ABOUT THIS EXERCISE: Work through the records below, line by line, and say how many lines include "sqlx", with nothing else.
Top of SUPPLIED DATA
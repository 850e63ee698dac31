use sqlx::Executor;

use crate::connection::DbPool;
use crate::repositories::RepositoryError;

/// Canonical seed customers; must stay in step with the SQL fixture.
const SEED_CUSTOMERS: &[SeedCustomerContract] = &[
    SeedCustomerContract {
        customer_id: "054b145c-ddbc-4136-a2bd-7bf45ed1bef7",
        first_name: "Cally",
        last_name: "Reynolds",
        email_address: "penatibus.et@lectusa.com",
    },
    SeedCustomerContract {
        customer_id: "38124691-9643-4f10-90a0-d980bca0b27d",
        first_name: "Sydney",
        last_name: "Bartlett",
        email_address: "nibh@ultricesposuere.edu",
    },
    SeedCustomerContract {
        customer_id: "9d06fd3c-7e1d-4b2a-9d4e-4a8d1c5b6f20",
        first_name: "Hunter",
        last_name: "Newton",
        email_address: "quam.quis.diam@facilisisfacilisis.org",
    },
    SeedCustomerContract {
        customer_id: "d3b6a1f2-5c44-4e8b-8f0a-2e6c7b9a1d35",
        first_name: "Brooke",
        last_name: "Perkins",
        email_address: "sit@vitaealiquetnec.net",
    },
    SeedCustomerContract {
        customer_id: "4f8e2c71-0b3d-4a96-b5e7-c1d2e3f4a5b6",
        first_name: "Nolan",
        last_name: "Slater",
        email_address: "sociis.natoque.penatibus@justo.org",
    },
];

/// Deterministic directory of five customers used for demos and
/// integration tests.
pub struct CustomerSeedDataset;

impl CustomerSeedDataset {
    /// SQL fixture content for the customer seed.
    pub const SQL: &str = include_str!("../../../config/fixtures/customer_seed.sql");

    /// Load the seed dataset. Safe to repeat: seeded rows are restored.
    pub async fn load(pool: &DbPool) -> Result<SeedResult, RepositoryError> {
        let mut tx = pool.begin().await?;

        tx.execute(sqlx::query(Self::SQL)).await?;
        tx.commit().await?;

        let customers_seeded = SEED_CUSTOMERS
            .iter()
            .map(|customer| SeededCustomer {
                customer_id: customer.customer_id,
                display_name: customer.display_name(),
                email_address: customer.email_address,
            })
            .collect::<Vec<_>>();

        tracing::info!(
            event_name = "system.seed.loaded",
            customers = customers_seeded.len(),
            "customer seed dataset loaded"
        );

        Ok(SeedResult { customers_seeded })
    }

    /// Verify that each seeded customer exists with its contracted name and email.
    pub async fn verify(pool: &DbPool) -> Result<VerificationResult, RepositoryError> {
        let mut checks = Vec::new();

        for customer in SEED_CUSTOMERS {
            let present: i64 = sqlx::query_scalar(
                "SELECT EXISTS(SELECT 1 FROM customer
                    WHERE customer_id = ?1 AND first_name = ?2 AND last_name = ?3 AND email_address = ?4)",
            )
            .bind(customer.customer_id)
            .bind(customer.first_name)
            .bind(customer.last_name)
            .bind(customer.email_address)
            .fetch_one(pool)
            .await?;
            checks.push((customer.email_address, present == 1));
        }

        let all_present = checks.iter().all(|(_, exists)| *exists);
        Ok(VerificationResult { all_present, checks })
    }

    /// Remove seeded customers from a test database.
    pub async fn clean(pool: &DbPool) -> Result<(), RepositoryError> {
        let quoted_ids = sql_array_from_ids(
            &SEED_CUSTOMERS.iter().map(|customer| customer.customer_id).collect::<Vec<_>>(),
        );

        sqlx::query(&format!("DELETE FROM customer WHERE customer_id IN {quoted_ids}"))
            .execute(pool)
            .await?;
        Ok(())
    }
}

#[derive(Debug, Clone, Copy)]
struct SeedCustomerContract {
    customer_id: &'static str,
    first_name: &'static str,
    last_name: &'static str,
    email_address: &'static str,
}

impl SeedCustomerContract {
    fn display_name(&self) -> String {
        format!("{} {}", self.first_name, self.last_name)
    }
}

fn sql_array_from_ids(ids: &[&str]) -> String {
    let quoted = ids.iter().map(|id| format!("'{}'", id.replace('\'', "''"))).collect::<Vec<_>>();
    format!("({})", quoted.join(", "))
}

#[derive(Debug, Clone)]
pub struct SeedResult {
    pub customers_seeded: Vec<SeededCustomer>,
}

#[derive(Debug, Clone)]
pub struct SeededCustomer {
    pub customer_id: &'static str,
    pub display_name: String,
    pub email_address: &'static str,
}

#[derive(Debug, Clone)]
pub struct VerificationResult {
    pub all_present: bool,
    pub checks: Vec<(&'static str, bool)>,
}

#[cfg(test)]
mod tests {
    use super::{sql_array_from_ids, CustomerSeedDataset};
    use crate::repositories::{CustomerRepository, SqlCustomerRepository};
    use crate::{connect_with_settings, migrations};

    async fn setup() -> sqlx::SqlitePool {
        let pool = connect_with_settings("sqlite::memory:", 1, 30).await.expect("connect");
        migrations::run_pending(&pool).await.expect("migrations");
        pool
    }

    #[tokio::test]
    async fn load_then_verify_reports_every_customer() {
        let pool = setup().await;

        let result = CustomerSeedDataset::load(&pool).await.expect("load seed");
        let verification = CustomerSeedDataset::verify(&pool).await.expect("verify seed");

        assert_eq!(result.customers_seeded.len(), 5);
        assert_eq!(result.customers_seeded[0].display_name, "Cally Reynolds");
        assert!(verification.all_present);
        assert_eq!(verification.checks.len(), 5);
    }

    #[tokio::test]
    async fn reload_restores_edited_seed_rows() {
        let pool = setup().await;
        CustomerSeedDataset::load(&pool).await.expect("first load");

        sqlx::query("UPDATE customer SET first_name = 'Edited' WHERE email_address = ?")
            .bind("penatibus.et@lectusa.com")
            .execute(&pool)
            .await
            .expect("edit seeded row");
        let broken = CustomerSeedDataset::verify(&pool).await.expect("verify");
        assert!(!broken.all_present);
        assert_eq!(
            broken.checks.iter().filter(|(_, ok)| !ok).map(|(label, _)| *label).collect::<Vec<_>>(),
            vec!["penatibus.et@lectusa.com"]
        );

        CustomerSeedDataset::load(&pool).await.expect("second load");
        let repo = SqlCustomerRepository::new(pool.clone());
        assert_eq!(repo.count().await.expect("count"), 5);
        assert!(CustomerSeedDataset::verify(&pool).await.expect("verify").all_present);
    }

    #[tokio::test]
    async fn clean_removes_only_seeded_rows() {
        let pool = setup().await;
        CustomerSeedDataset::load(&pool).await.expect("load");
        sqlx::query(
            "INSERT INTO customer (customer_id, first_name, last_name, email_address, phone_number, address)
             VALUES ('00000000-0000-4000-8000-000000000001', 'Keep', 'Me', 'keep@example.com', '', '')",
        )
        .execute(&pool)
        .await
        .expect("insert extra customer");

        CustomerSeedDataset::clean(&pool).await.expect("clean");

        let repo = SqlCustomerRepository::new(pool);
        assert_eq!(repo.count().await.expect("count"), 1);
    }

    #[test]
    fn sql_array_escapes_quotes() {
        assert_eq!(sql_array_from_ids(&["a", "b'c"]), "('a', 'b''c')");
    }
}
Bottom of SUPPLIED DATA
Top of SUPPLIED DATA
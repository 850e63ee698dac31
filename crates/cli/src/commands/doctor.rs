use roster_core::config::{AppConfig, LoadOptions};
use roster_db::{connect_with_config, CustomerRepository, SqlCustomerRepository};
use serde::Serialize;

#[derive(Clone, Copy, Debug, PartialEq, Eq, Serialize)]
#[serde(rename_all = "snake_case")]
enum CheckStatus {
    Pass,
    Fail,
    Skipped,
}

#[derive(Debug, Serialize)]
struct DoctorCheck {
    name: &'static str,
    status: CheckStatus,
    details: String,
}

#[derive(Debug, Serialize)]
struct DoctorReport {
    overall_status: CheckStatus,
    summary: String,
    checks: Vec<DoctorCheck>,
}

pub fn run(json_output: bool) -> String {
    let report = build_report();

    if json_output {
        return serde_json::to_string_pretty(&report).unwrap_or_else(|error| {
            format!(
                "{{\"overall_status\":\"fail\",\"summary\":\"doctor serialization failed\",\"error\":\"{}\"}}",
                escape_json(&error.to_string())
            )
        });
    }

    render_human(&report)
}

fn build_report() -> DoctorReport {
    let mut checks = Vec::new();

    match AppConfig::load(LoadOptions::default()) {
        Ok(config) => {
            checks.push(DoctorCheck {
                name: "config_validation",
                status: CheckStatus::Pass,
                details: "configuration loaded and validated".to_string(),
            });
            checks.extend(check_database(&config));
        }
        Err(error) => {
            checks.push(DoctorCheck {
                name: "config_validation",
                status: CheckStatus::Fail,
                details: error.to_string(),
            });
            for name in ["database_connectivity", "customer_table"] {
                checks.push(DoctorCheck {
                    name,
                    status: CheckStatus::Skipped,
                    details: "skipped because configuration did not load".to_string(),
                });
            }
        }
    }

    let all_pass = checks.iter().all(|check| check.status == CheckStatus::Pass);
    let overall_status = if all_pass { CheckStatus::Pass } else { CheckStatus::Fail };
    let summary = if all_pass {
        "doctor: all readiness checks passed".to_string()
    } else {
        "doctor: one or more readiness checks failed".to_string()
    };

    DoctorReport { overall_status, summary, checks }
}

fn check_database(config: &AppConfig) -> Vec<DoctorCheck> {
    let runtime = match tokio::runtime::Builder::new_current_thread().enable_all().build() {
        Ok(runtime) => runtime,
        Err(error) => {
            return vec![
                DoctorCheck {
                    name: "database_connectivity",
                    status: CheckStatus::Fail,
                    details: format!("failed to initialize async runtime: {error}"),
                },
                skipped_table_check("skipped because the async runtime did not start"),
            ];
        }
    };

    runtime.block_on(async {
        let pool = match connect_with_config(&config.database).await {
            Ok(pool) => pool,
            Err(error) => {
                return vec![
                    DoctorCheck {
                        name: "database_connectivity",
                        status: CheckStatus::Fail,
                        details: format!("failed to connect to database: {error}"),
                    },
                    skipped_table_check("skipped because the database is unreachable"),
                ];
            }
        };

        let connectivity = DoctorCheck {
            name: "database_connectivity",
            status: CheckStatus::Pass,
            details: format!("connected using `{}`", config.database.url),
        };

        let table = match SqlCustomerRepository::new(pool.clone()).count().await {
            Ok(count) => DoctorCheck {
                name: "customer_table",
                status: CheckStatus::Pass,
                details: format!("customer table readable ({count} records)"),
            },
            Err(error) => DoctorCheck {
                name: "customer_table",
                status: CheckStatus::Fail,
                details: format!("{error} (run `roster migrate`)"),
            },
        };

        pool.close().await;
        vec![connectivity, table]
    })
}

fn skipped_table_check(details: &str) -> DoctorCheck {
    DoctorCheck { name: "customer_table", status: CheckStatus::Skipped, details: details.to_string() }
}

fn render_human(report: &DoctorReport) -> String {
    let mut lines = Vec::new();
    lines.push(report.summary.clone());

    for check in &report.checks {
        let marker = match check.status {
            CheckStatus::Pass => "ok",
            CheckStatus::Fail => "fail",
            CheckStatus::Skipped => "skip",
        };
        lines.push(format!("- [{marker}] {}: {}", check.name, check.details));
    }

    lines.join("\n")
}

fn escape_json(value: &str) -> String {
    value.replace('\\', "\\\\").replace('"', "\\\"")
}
Bottom of SUPPLIED DATA
ANSWER SECTION: 7